左上写真は 「葉ぶるい」 といって、最初の水分をとばします。
機械のない頃は5月から7月まで毎日3回揉んだそうです
私は年間10回程度ですから、とても追いつきませんが、
おじいさん方の技に少しでも近づくように、精進して参ります。

みなさんもご自分でお茶を揉んでみませんか


手揉み

 まんぱちというボイラーで蒸します。ゴーゴーと立ち上る蒸気の金網の上でふたをして、あふれる香りをかぎながら、途中竹の箸でかき混ぜて蒸します。

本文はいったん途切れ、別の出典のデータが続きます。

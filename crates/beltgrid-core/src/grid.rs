//! Grid store: a fixed-size square array of cells addressed by `(x, y)`.
//!
//! The grid is allocated once and never resized. Cells are stored row-major
//! (`y * size + x`), which is also the propagation scan order.

use std::ops::{Index, IndexMut};

use serde::{Deserialize, Serialize};

use crate::cell::{Cell, Item};

// ---------------------------------------------------------------------------
// Types
// ---------------------------------------------------------------------------

/// A position on the grid. Signed so that off-grid targets can be expressed
/// before clamping.
#[derive(Debug, Clone, Copy, PartialEq, Eq, Hash, PartialOrd, Ord, Serialize, Deserialize)]
pub struct GridPosition {
    pub x: i32,
    pub y: i32,
}

impl GridPosition {
    pub fn new(x: i32, y: i32) -> Self {
        Self { x, y }
    }

    /// Position shifted by `(dx, dy)`. May leave the grid.
    pub fn offset(&self, dx: i32, dy: i32) -> Self {
        Self::new(self.x.saturating_add(dx), self.y.saturating_add(dy))
    }
}

/// Errors from grid access.
#[derive(Debug, Clone, PartialEq, Eq, thiserror::Error)]
pub enum GridError {
    #[error("position ({x}, {y}) is outside the {size}x{size} grid")]
    OutOfBounds { x: i32, y: i32, size: u32 },
    #[error("grid size must be at least 1")]
    ZeroSize,
}

// ---------------------------------------------------------------------------
// Grid
// ---------------------------------------------------------------------------

/// The simulation grid. Owned by the engine; tests build their own.
#[derive(Debug, Clone, PartialEq, Eq)]
pub struct Grid {
    size: u32,
    cells: Vec<Cell>,
}

impl Grid {
    /// Create a `size * size` grid of grass.
    pub fn new(size: u32) -> Result<Self, GridError> {
        if size == 0 {
            return Err(GridError::ZeroSize);
        }
        let len = size as usize * size as usize;
        Ok(Self {
            size,
            cells: vec![Cell::grass(); len],
        })
    }

    /// Side length.
    pub fn size(&self) -> u32 {
        self.size
    }

    /// Total number of cells.
    pub fn len(&self) -> usize {
        self.cells.len()
    }

    /// Always false; a grid has at least one cell.
    pub fn is_empty(&self) -> bool {
        self.cells.is_empty()
    }

    pub fn contains(&self, pos: GridPosition) -> bool {
        pos.x >= 0 && pos.y >= 0 && (pos.x as u32) < self.size && (pos.y as u32) < self.size
    }

    fn index_of(&self, pos: GridPosition) -> Option<usize> {
        self.contains(pos)
            .then(|| pos.y as usize * self.size as usize + pos.x as usize)
    }

    fn out_of_bounds(&self, pos: GridPosition) -> GridError {
        GridError::OutOfBounds {
            x: pos.x,
            y: pos.y,
            size: self.size,
        }
    }

    pub fn get(&self, pos: GridPosition) -> Option<&Cell> {
        self.index_of(pos).map(|i| &self.cells[i])
    }

    pub fn get_mut(&mut self, pos: GridPosition) -> Option<&mut Cell> {
        self.index_of(pos).map(|i| &mut self.cells[i])
    }

    /// Replace the cell at `pos`.
    pub fn set(&mut self, pos: GridPosition, cell: Cell) -> Result<(), GridError> {
        let slot = self
            .index_of(pos)
            .ok_or_else(|| self.out_of_bounds(pos))?;
        self.cells[slot] = cell;
        Ok(())
    }

    /// Every position in scan order: `y` outer, `x` inner.
    pub fn positions(&self) -> impl Iterator<Item = GridPosition> + use<> {
        let size = self.size as i32;
        (0..size).flat_map(move |y| (0..size).map(move |x| GridPosition::new(x, y)))
    }

    /// Cells paired with their positions, in scan order.
    pub fn iter(&self) -> impl Iterator<Item = (GridPosition, &Cell)> {
        self.positions().zip(self.cells.iter())
    }

    /// Number of cells holding a non-empty item.
    pub fn item_count(&self) -> usize {
        self.cells.iter().filter(|c| c.has_item()).count()
    }

    /// Number of cells holding exactly `item`.
    pub fn count_of(&self, item: Item) -> usize {
        self.cells.iter().filter(|c| c.item == item).count()
    }

    /// Reset every per-tick `item_updated` marker.
    pub fn clear_update_markers(&mut self) {
        for cell in &mut self.cells {
            cell.item_updated = false;
        }
    }
}

impl Index<GridPosition> for Grid {
    type Output = Cell;

    /// # Panics
    ///
    /// Panics if `pos` is outside the grid.
    fn index(&self, pos: GridPosition) -> &Cell {
        match self.index_of(pos) {
            Some(i) => &self.cells[i],
            None => panic!("{}", self.out_of_bounds(pos)),
        }
    }
}

impl IndexMut<GridPosition> for Grid {
    fn index_mut(&mut self, pos: GridPosition) -> &mut Cell {
        match self.index_of(pos) {
            Some(i) => &mut self.cells[i],
            None => panic!("{}", self.out_of_bounds(pos)),
        }
    }
}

葉ふるい(7k) 葉ぶるいは手と指でお茶を持ち上げて落とす事で乾かしながらしんなりさせます。簡単に見えますが、手先を細かく動かす重労働です。なにせ1時間から1時間30分行いますから。軸の部分にしわが寄ると次の工程です。(機械の葉打機)

軽回転(7k) お茶を大きく右に左に転がしながら乾かす軽回転。次第に力を入れて小さく転がす重回転に移っていきます。はじめはこすってしまってなかなか転がりませんでした。下からの熱でお茶は人肌くらいに温まります。転がして出てきた水分は、蒸発していきます。このとき力を加えすぎて水分が多く出過ぎると蒸れてしまいます。また乾きすぎると表面だけ水分がなくなって内部の水分が閉じ込められてしまい、中の水分がなかなかでずに残ってしまいます。そして苦くなります。ちょうどいい加減があります。(粗揉機と揉捻機)
玉解き 玉解き。重回転で水分がでなくなってくると、いくつかの塊になりやすくなります。特に葉の先端の芽の部分はやわらかいので、丸まりやすいです。それで、手をくまでのようにして、ささっと横に振ります。これにより玉に固まった部分がほどけます。そして中上げ、一度平らな竹篭に茶葉を移します。その間にホイロの台の上についた茶渋をとります。(揉捻機)。
このあと、揉みきり(揉捻機と中揉機)、でんぐり、こくり(精揉機)がありますが、今回は写真がありません。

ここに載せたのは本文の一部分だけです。